A few years ago, I lost an argument to a teenager. I was in my mid-thirties. It was a demoralizing experience, to say the least.
I had only myself to blame. I used my self-appointed and highly imaginary role as a cool adult to influence the teenager. And I mostly argued against the quote-unquote mistakes I had made.
By the end, I was talking in circles, defending things - doing your homework was one - on grounds so intellectually and morally flimsy I couldn’t believe the words coming out of my mouth. At one point in our discussion, the teenager lit a ten-dollar bill on fire. I was routed.
My own daughter is now eight years old, willful and bright. I live in fear of the arguments ahead.
Smelling weakness
Teenagers win these scuffles, and know it, even if they lose the war. For their own selfish reasons, teenagers question everything grownups know - how we know it, how we got so sure, and why - if we’re so sure and so right - we’re still arguing so desperately.
They seem to sense that they’re being set up to pay an insurmountable bill with every new assumption they agree to. I know I did.
It’s clear to a clever fifteen-year-old that adults don’t have a rigorous basis for much of what they assume to be true. This is mostly because people make their assumptions based on a very motivated form of reasoning. The flaws in these assumptions are obvious to a teenager, simply because they have different motivations.
The pet obsessions of adulthood, like property ownership, career advancement, defensive class awareness and political opinions, certainly don’t look like much fun. Teenagers see the way their parents are hemmed in and on the hook. Teenagers don’t like the look of it. And teenagers - seriously, please don’t tell them - are mostly right.
Unsentimental education
Being a genius teenager who sees through the idiocy and hypocrisy of the world is part of what makes the lessons of young adulthood so hard.

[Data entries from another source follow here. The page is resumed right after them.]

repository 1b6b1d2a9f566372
// SPDX-FileCopyrightText: 2025 Caspar Water Company
//
// SPDX-License-Identifier: Apache-2.0

pub mod commands;
pub mod common;
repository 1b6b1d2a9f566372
// SPDX-FileCopyrightText: 2025 Caspar Water Company
//
// SPDX-License-Identifier: Apache-2.0

//! File operations over absolute virtual paths.
//!
//! These are what script intrinsics call. Lookups that find nothing come
//! back as `None`; everything else reports one of the sentinel errors.

use crate::disk::Disk;
use crate::error::{Error, Result};
use crate::handle::OpenFileHandle;
use crate::metadata::FileMetadata;
use crate::path::join;
use crate::registry::DiskRegistry;
use diagnostics::log_debug;
use std::rc::Rc;

impl DiskRegistry {
    #[must_use]
    pub fn exists(&self, path: &str) -> bool {
        self.stat(path).is_some()
    }

    /// Entry names under `path`; listing `/` yields the disk names
    #[must_use]
    pub fn list(&self, path: &str) -> Option<Vec<String>> {
        if path.trim_end_matches('/').is_empty() && path.starts_with('/') {
            return Some(self.names());
        }
        let (disk, local) = self.locate(path).ok()?;
        disk.list(&local)
    }

    #[must_use]
    pub fn stat(&self, path: &str) -> Option<FileMetadata> {
        let (disk, local) = self.locate(path).ok()?;
        disk.stat(&local)
    }

    #[must_use]
    pub fn read_binary(&self, path: &str) -> Option<Vec<u8>> {
        let (disk, local) = self.locate(path).ok()?;
        disk.read_binary(&local)
    }

    #[must_use]
    pub fn read_text(&self, path: &str) -> Option<String> {
        let (disk, local) = self.locate(path).ok()?;
        disk.read_text(&local)
    }

    pub fn write_binary(&self, path: &str, data: &[u8]) -> Result<()> {
        let (disk, local) = self.locate(path)?;
        disk.write_binary(&local, data)
    }

    pub fn write_text(&self, path: &str, text: &str) -> Result<()> {
        self.write_binary(path, text.as_bytes())
    }

    pub fn make_dir(&self, path: &str) -> Result<()> {
        let (disk, local) = self.locate(path)?;
        disk.make_dir(&local)
    }

    pub fn delete(&self, path: &str) -> Result<()> {
        let (disk, local) = self.locate(path)?;
        disk.delete(&local)
    }

    pub fn open(&self, path: &str, mode: &str) -> Result<OpenFileHandle> {
        let (disk, local) = self.locate(path)?;
        OpenFileHandle::open(disk, &local, mode)
    }

    /// Copy a file or directory tree, optionally removing the source.
    ///
    /// The source is only deleted once the whole target is in place; any
    /// failure leaves it untouched.
    pub fn move_or_copy(
        &self,
        source: &str,
        target: &str,
        delete_source: bool,
        overwrite: bool,
    ) -> Result<()> {
        let (src_disk, src) = self.locate(source).map_err(|err| match err {
            Error::DiskNotFound => Error::SourceDiskNotFound,
            other => other,
        })?;
        let (dst_disk, dst) = self.locate(target).map_err(|err| match err {
            Error::DiskNotFound => Error::TargetDiskNotFound,
            other => other,
        })?;

        let src_meta = src_disk.stat(&src).ok_or(Error::FileNotFound)?;
        if src.is_empty() || dst.is_empty() {
            return Err(Error::InvalidPath);
        }
        if !dst_disk.is_writeable() || (delete_source && !src_disk.is_writeable()) {
            return Err(Error::NotWriteable);
        }
        if dst_disk.exists(&dst) && !overwrite {
            return Err(Error::TargetExists);
        }

        let same_disk = src_disk.name() == dst_disk.name();
        if same_disk && src == dst {
            return Ok(());
        }
        if same_disk && src_meta.is_directory && dst.starts_with(&format!("{src}/")) {
            return Err(Error::InvalidPath);
        }

        copy_entry(src_disk.as_ref(), &src, dst_disk.as_ref(), &dst, overwrite)?;
        // memory disks drop writes whose parent is missing
        if !landed(src_disk.as_ref(), &src, dst_disk.as_ref(), &dst) {
            return Err(Error::FileNotFound);
        }
        log_debug!(
            "copied {source} to {target}",
            source,
            target
        );

        if delete_source {
            delete_entry(src_disk.as_ref(), &src)?;
        }
        Ok(())
    }

    /// Every disk this participant can reach, handy for intrinsics
    #[must_use]
    pub fn disks(&self) -> Vec<Rc<dyn Disk>> {
        self.names().iter().filter_map(|n| self.get(n)).collect()
    }
}

fn copy_entry(
    src_disk: &dyn Disk,
    src: &str,
    dst_disk: &dyn Disk,
    dst: &str,
    overwrite: bool,
) -> Result<()> {
    let meta = src_disk.stat(src).ok_or(Error::FileNotFound)?;
    let existing = dst_disk.stat(dst);
    if meta.is_directory {
        match existing {
            None => dst_disk.make_dir(dst)?,
            Some(e) if !e.is_directory => return Err(Error::TargetExists),
            Some(_) => {}
        }
        for name in src_disk.list(src).unwrap_or_default() {
            copy_entry(
                src_disk,
                &join(src, &name),
                dst_disk,
                &join(dst, &name),
                overwrite,
            )?;
        }
        Ok(())
    } else {
        match existing {
            Some(e) if e.is_directory => return Err(Error::TargetExists),
            Some(_) if !overwrite => return Err(Error::TargetExists),
            _ => {}
        }
        let data = src_disk.read_binary(src).ok_or(Error::FileNotFound)?;
        dst_disk.write_binary(dst, &data)
    }
}

/// Whether `dst` now holds what `src` holds: a directory for a directory,
/// the same bytes for a file
fn landed(src_disk: &dyn Disk, src: &str, dst_disk: &dyn Disk, dst: &str) -> bool {
    match (src_disk.stat(src), dst_disk.stat(dst)) {
        (Some(s), Some(d)) if s.is_directory => d.is_directory,
        (Some(_), Some(d)) if !d.is_directory => {
            dst_disk.read_binary(dst).is_some_and(|data| src_disk.read_binary(src) == Some(data))
        }
        _ => false,
    }
}

fn delete_entry(disk: &dyn Disk, path: &str) -> Result<()> {
    if let Some(meta) = disk.stat(path)
        && meta.is_directory
    {
        for name in disk.list(path).unwrap_or_default() {
            delete_entry(disk, &join(path, &name))?;
        }
    }
    disk.delete(path)
}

It’s accepting what you know better than accepting - the money, the status, the necessity of the laws, the endless praise of authorities, the jockeying for position that passes for public debate. It’s stooping to play by that worldview simply because you have new fears and desires, as a wholly responsible individual in a world ruled by habit and fear.
Salinger and sympathy
You can take this perspective dangerously far. All you have to do is withdraw all sympathy from adults. J.D. Salinger does this in the name of kindness and truth. And it’s part of why he’s so intoxicating for a moment, but falls so flat once that moment has passed.
It’s almost easy for a child to be enlightened. The last of his nine stories, Teddy, is kind of about this. But kids of all sorts have shocking observations and seem to easily take or leave the worst of human nature easily, at least sometimes.
Enlightenment, even of the mildest sort, is harder for a grownup. You have more pressure and responsibility, more desires and doubts. You’re farther from the blankish slate of birth and farther from the promised release of death. You’re better at deceiving yourself.
But the longer you’re an adult, the more you should be able to sympathize, even with the worst of us. To withdraw sympathy from adults seems to be a willful refusal of responsibility. As for Salinger, his decision to withdraw sympathy from functioning adults seemed to me hypersensitive and overly simplistic after a while. I wondered why he did it. Then I remembered World War Two.
Acquiring opinions
Adulthood is less a position or a philosophy than it is a condition, like arthritis or hypoxia. One of its defining symptoms is that we identify more with our captors and guardians.